#### [WHAT THE EXERCISE ASKS]
Restate the records that follow. Every word must match.

━━━━━ THE DATA ━━━━━

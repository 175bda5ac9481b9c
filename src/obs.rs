//! Optional observability helpers for gateway flows.
//!
//! # Feature Flags
//!
//! - Enable `tracing` (on by default) to emit structured spans named `ksef_gateway.flow` with the
//!   `flow` and `stage` fields, plus `warn` events for every scheduled retry.
//! - Enable `metrics` to increment the `ksef_gateway_flow_total` counter for every
//!   attempt/success/failure, labeled by `flow` + `outcome`, and `ksef_gateway_retry_total`
//!   labeled by `reason`.

mod metrics;
mod tracing;

pub use metrics::*;
pub use tracing::*;

// self
use crate::_prelude::*;

/// Gateway operations observed by the crate.
#[derive(Clone, Copy, Debug, PartialEq, Eq, Hash)]
pub enum FlowKind {
	/// Cached-or-refreshed access token acquisition.
	EnsureToken,
	/// Diagnostic challenge + exchange that bypasses the cache.
	Login,
	/// Authenticated business call forwarded upstream.
	Forward,
}
impl FlowKind {
	/// Returns a stable label suitable for span or metric fields.
	pub const fn as_str(self) -> &'static str {
		match self {
			FlowKind::EnsureToken => "ensure_token",
			FlowKind::Login => "login",
			FlowKind::Forward => "forward",
		}
	}
}
impl Display for FlowKind {
	fn fmt(&self, f: &mut Formatter) -> FmtResult {
		f.write_str(self.as_str())
	}
}

/// Outcome labels recorded for each attempt.
#[derive(Clone, Copy, Debug, PartialEq, Eq, Hash)]
pub enum FlowOutcome {
	/// Entry to a gateway helper.
	Attempt,
	/// Successful completion.
	Success,
	/// Failure propagated back to the caller.
	Failure,
}
impl FlowOutcome {
	/// Returns a stable label suitable for span or metric fields.
	pub const fn as_str(self) -> &'static str {
		match self {
			FlowOutcome::Attempt => "attempt",
			FlowOutcome::Success => "success",
			FlowOutcome::Failure => "failure",
		}
	}
}
impl Display for FlowOutcome {
	fn fmt(&self, f: &mut Formatter) -> FmtResult {
		f.write_str(self.as_str())
	}
}

/// Why the resilient transport scheduled another attempt.
#[derive(Clone, Copy, Debug, PartialEq, Eq, Hash)]
pub enum RetryReason {
	/// Connection-level failure.
	Network,
	/// Upstream answered `429 Too Many Requests`.
	RateLimited,
	/// Upstream answered another status configured as retryable.
	Status,
}
impl RetryReason {
	/// Classifies a retryable HTTP status.
	pub const fn for_status(status: u16) -> Self {
		if status == 429 { RetryReason::RateLimited } else { RetryReason::Status }
	}

	/// Returns a stable label suitable for span or metric fields.
	pub const fn as_str(self) -> &'static str {
		match self {
			RetryReason::Network => "network",
			RetryReason::RateLimited => "rate_limited",
			RetryReason::Status => "status",
		}
	}
}
impl Display for RetryReason {
	fn fmt(&self, f: &mut Formatter) -> FmtResult {
		f.write_str(self.as_str())
	}
}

━━━━━

#### [TASK RESULT]
repository 175bda5ac9481b9c
filename src/obs.rs
//! Optional observability helpers for gateway flows.
//!
//! # Feature Flags
//!
//! - Enable `tracing` (on by default) to emit structured spans named `ksef_gateway.flow` with the
//!   `flow` and `stage` fields, plus `warn` events for every scheduled retry.
//! - Enable `metrics` to increment the `ksef_gateway_flow_total` counter for every
//!   attempt/success/failure, labeled by `flow` + `outcome`, and `ksef_gateway_retry_total`
//!   labeled by `reason`.

mod metrics;
mod tracing;

pub use metrics::*;
pub use tracing::*;

// self
use crate::_prelude::*;

/// Gateway operations observed by the crate.
#[derive(Clone, Copy, Debug, PartialEq, Eq, Hash)]
pub enum FlowKind {
	/// Cached-or-refreshed access token acquisition.
	EnsureToken,
	/// Diagnostic challenge + exchange that bypasses the cache.
	Login,
	/// Authenticated business call forwarded upstream.
	Forward,
}
impl FlowKind {
	/// Returns a stable label suitable for span or metric fields.
	pub const fn as_str(self) -> &'static str {
		match self {
			FlowKind::EnsureToken => "ensure_token",
			FlowKind::Login => "login",
			FlowKind::Forward => "forward",
		}
	}
}
impl Display for FlowKind {
	fn fmt(&self, f: &mut Formatter) -> FmtResult {
		f.write_str(self.as_str())
	}
}

/// Outcome labels recorded for each attempt.
#[derive(Clone, Copy, Debug, PartialEq, Eq, Hash)]
pub enum FlowOutcome {
	/// Entry to a gateway helper.
	Attempt,
	/// Successful completion.
	Success,
	/// Failure propagated back to the caller.
	Failure,
}
impl FlowOutcome {
	/// Returns a stable label suitable for span or metric fields.
	pub const fn as_str(self) -> &'static str {
		match self {
			FlowOutcome::Attempt => "attempt",
			FlowOutcome::Success => "success",
			FlowOutcome::Failure => "failure",
		}
	}
}
impl Display for FlowOutcome {
	fn fmt(&self, f: &mut Formatter) -> FmtResult {
		f.write_str(self.as_str())
	}
}

/// Why the resilient transport scheduled another attempt.
#[derive(Clone, Copy, Debug, PartialEq, Eq, Hash)]
pub enum RetryReason {
	/// Connection-level failure.
	Network,
	/// Upstream answered `429 Too Many Requests`.
	RateLimited,
	/// Upstream answered another status configured as retryable.
	Status,
}
impl RetryReason {
	/// Classifies a retryable HTTP status.
	pub const fn for_status(status: u16) -> Self {
		if status == 429 { RetryReason::RateLimited } else { RetryReason::Status }
	}

	/// Returns a stable label suitable for span or metric fields.
	pub const fn as_str(self) -> &'static str {
		match self {
			RetryReason::Network => "network",
			RetryReason::RateLimited => "rate_limited",
			RetryReason::Status => "status",
		}
	}
}
impl Display for RetryReason {
	fn fmt(&self, f: &mut Formatter) -> FmtResult {
		f.write_str(self.as_str())
	}
}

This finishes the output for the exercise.